> _Input records_
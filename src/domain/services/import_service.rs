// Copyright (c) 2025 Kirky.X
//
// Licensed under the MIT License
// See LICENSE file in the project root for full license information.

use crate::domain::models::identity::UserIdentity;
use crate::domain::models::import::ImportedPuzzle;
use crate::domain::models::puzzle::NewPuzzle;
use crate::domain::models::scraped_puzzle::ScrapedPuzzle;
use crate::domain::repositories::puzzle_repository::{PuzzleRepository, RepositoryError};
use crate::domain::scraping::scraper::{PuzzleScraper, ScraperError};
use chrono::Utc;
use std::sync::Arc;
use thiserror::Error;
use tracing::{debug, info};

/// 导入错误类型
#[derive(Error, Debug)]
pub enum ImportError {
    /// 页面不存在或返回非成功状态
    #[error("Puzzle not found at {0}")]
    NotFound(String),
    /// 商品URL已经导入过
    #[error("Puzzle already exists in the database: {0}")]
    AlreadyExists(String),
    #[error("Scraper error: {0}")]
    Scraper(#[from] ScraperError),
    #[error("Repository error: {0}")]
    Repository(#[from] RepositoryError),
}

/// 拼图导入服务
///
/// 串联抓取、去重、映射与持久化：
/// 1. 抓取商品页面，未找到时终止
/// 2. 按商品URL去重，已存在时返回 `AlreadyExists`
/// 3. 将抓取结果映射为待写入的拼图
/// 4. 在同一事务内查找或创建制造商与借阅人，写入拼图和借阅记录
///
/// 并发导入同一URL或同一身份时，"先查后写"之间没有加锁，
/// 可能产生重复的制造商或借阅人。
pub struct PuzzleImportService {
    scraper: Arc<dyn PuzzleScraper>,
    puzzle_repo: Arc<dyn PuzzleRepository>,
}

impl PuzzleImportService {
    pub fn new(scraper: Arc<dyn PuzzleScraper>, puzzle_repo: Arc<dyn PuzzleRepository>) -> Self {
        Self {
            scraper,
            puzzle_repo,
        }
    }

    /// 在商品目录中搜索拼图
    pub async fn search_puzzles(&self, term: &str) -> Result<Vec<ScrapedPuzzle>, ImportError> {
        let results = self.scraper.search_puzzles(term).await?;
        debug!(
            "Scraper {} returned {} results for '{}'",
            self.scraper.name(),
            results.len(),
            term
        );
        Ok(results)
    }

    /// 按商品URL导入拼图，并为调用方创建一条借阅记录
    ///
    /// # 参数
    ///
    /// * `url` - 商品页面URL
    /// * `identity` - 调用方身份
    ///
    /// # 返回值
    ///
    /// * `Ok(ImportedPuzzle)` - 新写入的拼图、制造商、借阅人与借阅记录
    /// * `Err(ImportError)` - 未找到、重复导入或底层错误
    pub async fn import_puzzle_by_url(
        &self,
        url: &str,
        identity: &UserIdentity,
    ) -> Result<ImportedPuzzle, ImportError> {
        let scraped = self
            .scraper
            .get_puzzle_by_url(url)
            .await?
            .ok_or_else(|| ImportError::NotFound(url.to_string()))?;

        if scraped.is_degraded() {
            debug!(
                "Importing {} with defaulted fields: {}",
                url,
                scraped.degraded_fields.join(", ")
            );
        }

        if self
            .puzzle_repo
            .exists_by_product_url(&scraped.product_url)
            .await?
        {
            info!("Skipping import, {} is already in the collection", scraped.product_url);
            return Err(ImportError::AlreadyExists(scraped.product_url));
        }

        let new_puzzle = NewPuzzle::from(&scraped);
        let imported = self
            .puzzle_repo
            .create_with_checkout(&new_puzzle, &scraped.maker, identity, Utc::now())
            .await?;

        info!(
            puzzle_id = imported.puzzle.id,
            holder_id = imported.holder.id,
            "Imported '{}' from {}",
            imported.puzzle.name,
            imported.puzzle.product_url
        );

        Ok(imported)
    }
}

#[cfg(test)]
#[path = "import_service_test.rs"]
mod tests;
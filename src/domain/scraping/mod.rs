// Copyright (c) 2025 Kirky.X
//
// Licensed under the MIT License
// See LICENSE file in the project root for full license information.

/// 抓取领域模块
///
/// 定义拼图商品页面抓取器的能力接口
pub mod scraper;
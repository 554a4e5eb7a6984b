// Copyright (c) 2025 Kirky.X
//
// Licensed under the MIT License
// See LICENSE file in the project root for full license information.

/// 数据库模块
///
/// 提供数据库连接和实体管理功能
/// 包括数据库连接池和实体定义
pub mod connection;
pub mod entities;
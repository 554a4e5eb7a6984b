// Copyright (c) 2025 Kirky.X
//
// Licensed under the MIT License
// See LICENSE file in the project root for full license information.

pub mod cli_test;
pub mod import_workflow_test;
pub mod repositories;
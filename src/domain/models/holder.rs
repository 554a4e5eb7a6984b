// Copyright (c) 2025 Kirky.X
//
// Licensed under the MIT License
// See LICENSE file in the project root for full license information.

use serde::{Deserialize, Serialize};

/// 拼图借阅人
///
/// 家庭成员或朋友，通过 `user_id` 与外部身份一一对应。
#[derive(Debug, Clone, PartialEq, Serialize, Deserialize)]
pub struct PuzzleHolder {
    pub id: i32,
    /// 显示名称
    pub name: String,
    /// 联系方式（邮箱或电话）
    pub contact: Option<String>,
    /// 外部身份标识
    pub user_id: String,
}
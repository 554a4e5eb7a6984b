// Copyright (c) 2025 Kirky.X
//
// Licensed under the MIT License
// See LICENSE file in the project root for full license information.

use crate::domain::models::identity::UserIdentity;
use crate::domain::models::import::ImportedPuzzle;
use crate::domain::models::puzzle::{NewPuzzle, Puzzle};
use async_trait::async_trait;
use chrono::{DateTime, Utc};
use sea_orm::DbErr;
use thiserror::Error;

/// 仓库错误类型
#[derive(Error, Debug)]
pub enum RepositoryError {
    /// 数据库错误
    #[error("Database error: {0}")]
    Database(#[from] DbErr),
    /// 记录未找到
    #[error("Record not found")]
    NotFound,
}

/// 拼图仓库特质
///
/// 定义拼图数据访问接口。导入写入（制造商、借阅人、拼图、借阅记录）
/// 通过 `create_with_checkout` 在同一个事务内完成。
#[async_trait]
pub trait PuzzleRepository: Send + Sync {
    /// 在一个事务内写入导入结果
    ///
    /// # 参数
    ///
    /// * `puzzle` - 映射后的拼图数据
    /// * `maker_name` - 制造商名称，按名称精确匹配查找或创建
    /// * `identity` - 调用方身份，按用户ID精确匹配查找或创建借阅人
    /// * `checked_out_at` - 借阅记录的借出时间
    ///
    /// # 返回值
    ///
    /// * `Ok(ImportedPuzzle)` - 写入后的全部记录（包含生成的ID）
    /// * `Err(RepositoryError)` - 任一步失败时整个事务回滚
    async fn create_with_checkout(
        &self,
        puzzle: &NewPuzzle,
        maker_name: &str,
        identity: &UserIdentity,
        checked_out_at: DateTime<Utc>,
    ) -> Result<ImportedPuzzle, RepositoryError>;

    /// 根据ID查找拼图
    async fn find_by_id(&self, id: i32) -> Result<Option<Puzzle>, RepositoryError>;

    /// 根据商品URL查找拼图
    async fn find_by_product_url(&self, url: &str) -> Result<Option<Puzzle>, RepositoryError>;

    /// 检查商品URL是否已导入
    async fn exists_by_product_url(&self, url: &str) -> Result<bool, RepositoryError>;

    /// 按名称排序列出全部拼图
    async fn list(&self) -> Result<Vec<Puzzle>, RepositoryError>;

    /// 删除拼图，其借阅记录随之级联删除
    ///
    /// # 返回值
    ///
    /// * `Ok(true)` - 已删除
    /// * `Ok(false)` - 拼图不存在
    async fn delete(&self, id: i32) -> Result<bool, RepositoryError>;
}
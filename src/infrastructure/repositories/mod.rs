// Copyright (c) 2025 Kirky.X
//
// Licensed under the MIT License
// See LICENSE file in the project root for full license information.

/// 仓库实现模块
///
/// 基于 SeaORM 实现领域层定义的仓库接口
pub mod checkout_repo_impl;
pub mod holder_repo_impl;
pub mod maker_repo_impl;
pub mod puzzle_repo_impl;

> _Work required_
Only the lines from the one with "基于 SeaORM 实现领域层定义的仓库接口" through the last line of the material above are to be duplicated, exactly and with both ends kept.

> _Answer space_
/// 基于 SeaORM 实现领域层定义的仓库接口
pub mod checkout_repo_impl;
pub mod holder_repo_impl;
pub mod maker_repo_impl;
pub mod puzzle_repo_impl;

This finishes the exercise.